In fact, ethnic tension has become part and parcel of our social fabric for as long as we have been a modern nation state, and even prior. And it isn’t just one or two tribes. It has been whole regions.
This is why the “handshake”, that coming together between President Uhuru Kenyatta and Opposition leader Raila Odinga on March 9, 2018, was so ground-breaking in everything it stood for.
At first many of us asked what is behind the handshake. What could possibly cause a man who not long ago was threatening to secede and create “The Republic of Western Kenya” to join with the man he accused of “stealing his election and presidency”?
Well, it turns out the laundry list of reasons is quite impressive. The old “King of the West” has become tired of the perpetual hostility. In addition, the cancer of corruption which was eating away at our present, and blackening the bright potential of our future, had become so rife that only by working together could we have any hope of defeating it.
While there is much more work to do, the genie is now out of the bottle and cannot be put back in. Thanks to the Raila-Uhuru handshake, corruption is at the top of the agenda and crooked officials in all walks of life are beginning to look over their shoulders in fear.
And while this may just be the beginning of the end, it is an important start.
Now, the handshake is growing into something much bigger.

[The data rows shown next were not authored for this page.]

//! The admission gate.
//!
//! A `Gate` is the front door callers use:
//!
//! ```text
//!   exempt? ──yes──▶ run handler ──▶ Outcome::Exempt
//!     │no
//!     ▼
//!   estimate ─▶ flow ─▶ schedule ──rejected──▶ Outcome::Rejected(Accommodation)
//!                          │
//!                          ▼
//!                        finish ──timed out──▶ Outcome::Rejected(QueueWaitExpired)
//!                          │
//!                          ▼
//!                   Outcome::Served
//! ```

use std::fmt;
use std::future::Future;
use std::sync::atomic::{AtomicU64, Ordering};
use std::sync::Arc;

use apf_fairqueue::{Clock, FinishOutcome, Request, RequestContext, SchedulingEvents};

use crate::error::SchedulerResult;
use crate::estimator::CostEstimator;
use crate::exempt::Exemption;
use crate::flow::{compute_flow, FlowDistinguisher};
use crate::scheduler::Scheduler;

/// Produces a human-readable label for a request.
pub type Labeler<Req> = Arc<dyn Fn(&Req) -> String + Send + Sync>;

/// Why a request was not served.
#[derive(Debug, Clone, Copy, PartialEq, Eq)]
pub enum RejectReason {
    /// No free seat and no room to wait.
    Accommodation,
    /// The request waited in its queue until its budget ran out, or its
    /// caller cancelled.
    QueueWaitExpired,
}

impl fmt::Display for RejectReason {
    fn fmt(&self, f: &mut fmt::Formatter<'_>) -> fmt::Result {
        match self {
            Self::Accommodation => f.write_str("cannot accommodate"),
            Self::QueueWaitExpired => f.write_str("queue wait expired"),
        }
    }
}

/// Result of [`Gate::serve`].
#[derive(Debug, Clone, PartialEq, Eq)]
pub enum Outcome<T> {
    /// The handler ran under scheduling and returned `T`.
    Served(T),
    /// The request was exempt; the handler ran unscheduled and returned `T`.
    Exempt(T),
    /// The handler did not run.
    Rejected(RejectReason),
}

impl<T> Outcome<T> {
    /// Returns whether the handler ran.
    #[must_use]
    pub const fn is_served(&self) -> bool {
        matches!(self, Self::Served(_) | Self::Exempt(_))
    }

    /// Returns the rejection reason, if rejected.
    #[must_use]
    pub const fn rejection(&self) -> Option<RejectReason> {
        match self {
            Self::Rejected(reason) => Some(*reason),
            _ => None,
        }
    }
}

/// Admission gate in front of a handler.
///
/// Built with [`GateBuilder`](crate::GateBuilder).
pub struct Gate<Req: ?Sized> {
    pub(crate) scheduler: Arc<dyn Scheduler>,
    pub(crate) estimator: Arc<dyn CostEstimator<Req>>,
    pub(crate) exemption: Arc<dyn Exemption<Req>>,
    pub(crate) distinguisher: Option<FlowDistinguisher<Req>>,
    pub(crate) labeler: Option<Labeler<Req>>,
    pub(crate) events: Arc<dyn SchedulingEvents>,
    pub(crate) clock: Arc<dyn Clock>,
    pub(crate) sequence: AtomicU64,
}

impl<Req: ?Sized> Gate<Req> {
    /// Returns the scheduler behind the gate.
    #[must_use]
    pub fn scheduler(&self) -> &Arc<dyn Scheduler> {
        &self.scheduler
    }

    /// Admits `request` and, if allowed, runs `handler`.
    ///
    /// # Errors
    ///
    /// Returns `SchedulerError::Estimate` if cost estimation fails, or a
    /// fair-queuing error other than accommodation (a misconfigured queue
    /// selector). Rejections are not errors; they come back as
    /// [`Outcome::Rejected`].
    pub async fn serve<F, Fut, T>(
        &self,
        request: &Req,
        context: RequestContext,
        handler: F,
    ) -> SchedulerResult<Outcome<T>>
    where
        F: FnOnce() -> Fut,
        Fut: Future<Output = T>,
    {
        if self.exemption.is_exempt(request) {
            return Ok(Outcome::Exempt(handler().await));
        }

        let arrived_at = self.clock.now();
        let cost = self.estimator.estimate(request)?;
        let flow_id = self
            .distinguisher
            .as_ref()
            .map_or_else(Default::default, |distinguish| {
                compute_flow(distinguish(request).as_slice())
            });
        let label = match &self.labeler {
            Some(labeler) => labeler(request),
            None => format!("request-{}", self.sequence.fetch_add(1, Ordering::Relaxed)),
        };

        let tracked = Arc::new(Request::new(label, flow_id, cost, context, arrived_at));
        self.events.arrived(&tracked);

        let mut finisher = match self.scheduler.schedule(Arc::clone(&tracked)) {
            Ok(finisher) => finisher,
            Err(err) if err.is_accommodation() => {
                tracked.latency().total.finish(self.clock.now());
                return Ok(Outcome::Rejected(RejectReason::Accommodation));
            }
            Err(err) => return Err(err),
        };

        let events = &self.events;
        let running = &tracked;
        let outcome = finisher
            .finish(|| async move {
                events.execution_starting(running);
                let output = handler().await;
                events.execution_ended(running);
                output
            })
            .await;

        Ok(match outcome {
            FinishOutcome::Executed(output) => Outcome::Served(output),
            // A fresh finisher never reports AlreadyFinished.
            FinishOutcome::TimedOut | FinishOutcome::AlreadyFinished => {
                Outcome::Rejected(RejectReason::QueueWaitExpired)
            }
        })
    }
}

impl<Req: ?Sized> fmt::Debug for Gate<Req> {
    fn fmt(&self, f: &mut fmt::Formatter<'_>) -> fmt::Result {
        f.debug_struct("Gate")
            .field("scheduler", &self.scheduler.name())
            .field("flows", &self.distinguisher.is_some())
            .finish_non_exhaustive()
    }
}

A simple gesture has become a movement. A movement for change and progress: A building bridges initiative.
The much discussed BBI is in some respects a natural outgrowth of the handshake. An endeavour to come together and put tribalistic reactionary politics behind us and look forward to a better future.
While we don’t know the results of this initiative just yet, its origins are blessed, and its goals both optimistic and ambitious. Two adjectives which have been missing from our national lexicon in recent decades.
So while we must appreciate how far we have come – from colonialism, through to the early ethnic tensions, the 24 years of Daniel arap Moi, and recent bouts of post of election violence – we must continue to strive for more.
We have come a long way; it’s time for the next stage.